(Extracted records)
....................
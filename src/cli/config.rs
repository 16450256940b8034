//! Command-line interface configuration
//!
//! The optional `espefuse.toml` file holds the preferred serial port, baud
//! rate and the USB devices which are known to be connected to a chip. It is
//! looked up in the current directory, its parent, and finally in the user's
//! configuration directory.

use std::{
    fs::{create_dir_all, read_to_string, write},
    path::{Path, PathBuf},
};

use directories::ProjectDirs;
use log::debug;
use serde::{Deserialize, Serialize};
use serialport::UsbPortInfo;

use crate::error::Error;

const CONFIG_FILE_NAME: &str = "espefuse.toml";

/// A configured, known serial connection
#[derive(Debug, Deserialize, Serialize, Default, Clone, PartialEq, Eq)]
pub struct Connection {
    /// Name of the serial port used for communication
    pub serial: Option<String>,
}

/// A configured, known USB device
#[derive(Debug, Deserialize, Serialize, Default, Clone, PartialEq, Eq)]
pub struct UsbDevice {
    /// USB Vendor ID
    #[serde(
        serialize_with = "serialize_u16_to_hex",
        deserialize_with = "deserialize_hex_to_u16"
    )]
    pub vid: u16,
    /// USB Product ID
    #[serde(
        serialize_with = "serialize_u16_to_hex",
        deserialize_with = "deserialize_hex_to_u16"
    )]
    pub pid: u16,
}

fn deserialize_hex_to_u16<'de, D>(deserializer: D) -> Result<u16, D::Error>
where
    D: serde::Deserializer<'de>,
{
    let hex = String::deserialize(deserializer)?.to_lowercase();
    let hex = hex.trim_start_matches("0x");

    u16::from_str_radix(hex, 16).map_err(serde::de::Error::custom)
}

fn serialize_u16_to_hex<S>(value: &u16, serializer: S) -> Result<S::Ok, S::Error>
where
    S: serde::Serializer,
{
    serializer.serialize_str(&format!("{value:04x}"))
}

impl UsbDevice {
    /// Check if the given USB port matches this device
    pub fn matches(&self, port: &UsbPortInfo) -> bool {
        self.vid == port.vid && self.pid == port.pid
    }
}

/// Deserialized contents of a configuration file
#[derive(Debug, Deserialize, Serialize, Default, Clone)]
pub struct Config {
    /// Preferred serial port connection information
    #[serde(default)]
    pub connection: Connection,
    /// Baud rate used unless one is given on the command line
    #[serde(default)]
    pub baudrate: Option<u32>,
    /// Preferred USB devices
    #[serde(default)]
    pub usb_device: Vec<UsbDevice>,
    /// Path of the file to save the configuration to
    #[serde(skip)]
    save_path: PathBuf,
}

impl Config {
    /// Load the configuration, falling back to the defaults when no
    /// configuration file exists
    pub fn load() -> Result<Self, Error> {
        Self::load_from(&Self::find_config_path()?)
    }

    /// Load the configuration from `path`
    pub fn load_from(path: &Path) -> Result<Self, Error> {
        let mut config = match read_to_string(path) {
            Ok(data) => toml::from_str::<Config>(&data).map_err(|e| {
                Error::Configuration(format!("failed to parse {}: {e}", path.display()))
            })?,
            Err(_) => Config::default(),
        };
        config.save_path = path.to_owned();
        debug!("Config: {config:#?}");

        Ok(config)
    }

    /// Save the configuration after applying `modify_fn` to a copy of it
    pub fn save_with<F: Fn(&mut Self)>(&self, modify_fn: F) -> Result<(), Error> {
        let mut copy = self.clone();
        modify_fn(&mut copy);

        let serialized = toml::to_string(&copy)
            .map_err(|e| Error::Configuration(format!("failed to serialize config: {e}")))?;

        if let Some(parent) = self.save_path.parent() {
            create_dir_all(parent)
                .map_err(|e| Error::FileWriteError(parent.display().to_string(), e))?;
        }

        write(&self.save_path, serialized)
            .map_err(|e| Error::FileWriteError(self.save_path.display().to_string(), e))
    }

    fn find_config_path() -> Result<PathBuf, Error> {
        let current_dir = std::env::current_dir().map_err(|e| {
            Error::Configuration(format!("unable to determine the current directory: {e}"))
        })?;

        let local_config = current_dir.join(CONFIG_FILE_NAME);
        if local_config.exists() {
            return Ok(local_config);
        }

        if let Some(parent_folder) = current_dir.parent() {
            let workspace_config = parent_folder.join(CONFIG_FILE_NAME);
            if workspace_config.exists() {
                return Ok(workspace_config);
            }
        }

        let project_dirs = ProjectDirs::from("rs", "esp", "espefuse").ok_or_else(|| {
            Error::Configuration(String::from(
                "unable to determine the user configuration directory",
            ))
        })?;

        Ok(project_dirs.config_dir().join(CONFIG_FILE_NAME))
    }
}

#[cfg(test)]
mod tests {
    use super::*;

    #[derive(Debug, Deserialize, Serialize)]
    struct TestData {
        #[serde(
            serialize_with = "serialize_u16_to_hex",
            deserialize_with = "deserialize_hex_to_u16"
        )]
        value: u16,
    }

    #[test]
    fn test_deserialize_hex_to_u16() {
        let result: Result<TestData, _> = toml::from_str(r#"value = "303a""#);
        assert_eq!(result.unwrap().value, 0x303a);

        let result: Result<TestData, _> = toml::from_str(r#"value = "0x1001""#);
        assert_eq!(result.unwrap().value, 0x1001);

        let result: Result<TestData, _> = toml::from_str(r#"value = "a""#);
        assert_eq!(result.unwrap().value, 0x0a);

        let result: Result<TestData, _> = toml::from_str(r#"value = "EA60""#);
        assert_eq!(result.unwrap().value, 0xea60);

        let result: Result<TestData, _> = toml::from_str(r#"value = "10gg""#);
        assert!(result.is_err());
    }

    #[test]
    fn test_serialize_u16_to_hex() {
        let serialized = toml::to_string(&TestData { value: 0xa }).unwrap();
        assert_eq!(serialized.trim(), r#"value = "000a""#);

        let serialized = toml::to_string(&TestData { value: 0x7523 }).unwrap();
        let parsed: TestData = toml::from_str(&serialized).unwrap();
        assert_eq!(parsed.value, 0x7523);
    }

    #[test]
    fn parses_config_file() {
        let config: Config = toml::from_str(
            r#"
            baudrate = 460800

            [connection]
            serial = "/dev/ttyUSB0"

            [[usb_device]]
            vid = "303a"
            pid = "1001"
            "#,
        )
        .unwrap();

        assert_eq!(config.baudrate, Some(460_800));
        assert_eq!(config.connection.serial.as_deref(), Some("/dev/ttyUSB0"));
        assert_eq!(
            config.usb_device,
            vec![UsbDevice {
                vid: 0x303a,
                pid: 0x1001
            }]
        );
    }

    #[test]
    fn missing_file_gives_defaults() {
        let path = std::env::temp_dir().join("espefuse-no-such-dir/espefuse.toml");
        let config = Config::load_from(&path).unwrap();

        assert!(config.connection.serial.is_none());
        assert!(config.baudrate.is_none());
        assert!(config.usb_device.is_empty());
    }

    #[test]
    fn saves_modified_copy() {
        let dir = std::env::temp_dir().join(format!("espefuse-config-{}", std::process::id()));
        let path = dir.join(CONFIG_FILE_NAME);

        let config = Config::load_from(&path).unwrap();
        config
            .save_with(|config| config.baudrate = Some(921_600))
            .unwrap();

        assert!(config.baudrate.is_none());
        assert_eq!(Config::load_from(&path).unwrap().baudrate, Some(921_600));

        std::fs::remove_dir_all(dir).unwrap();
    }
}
....................
### Action item
Report the number of lines above containing the word "join", with no other text.

### Exercise output
6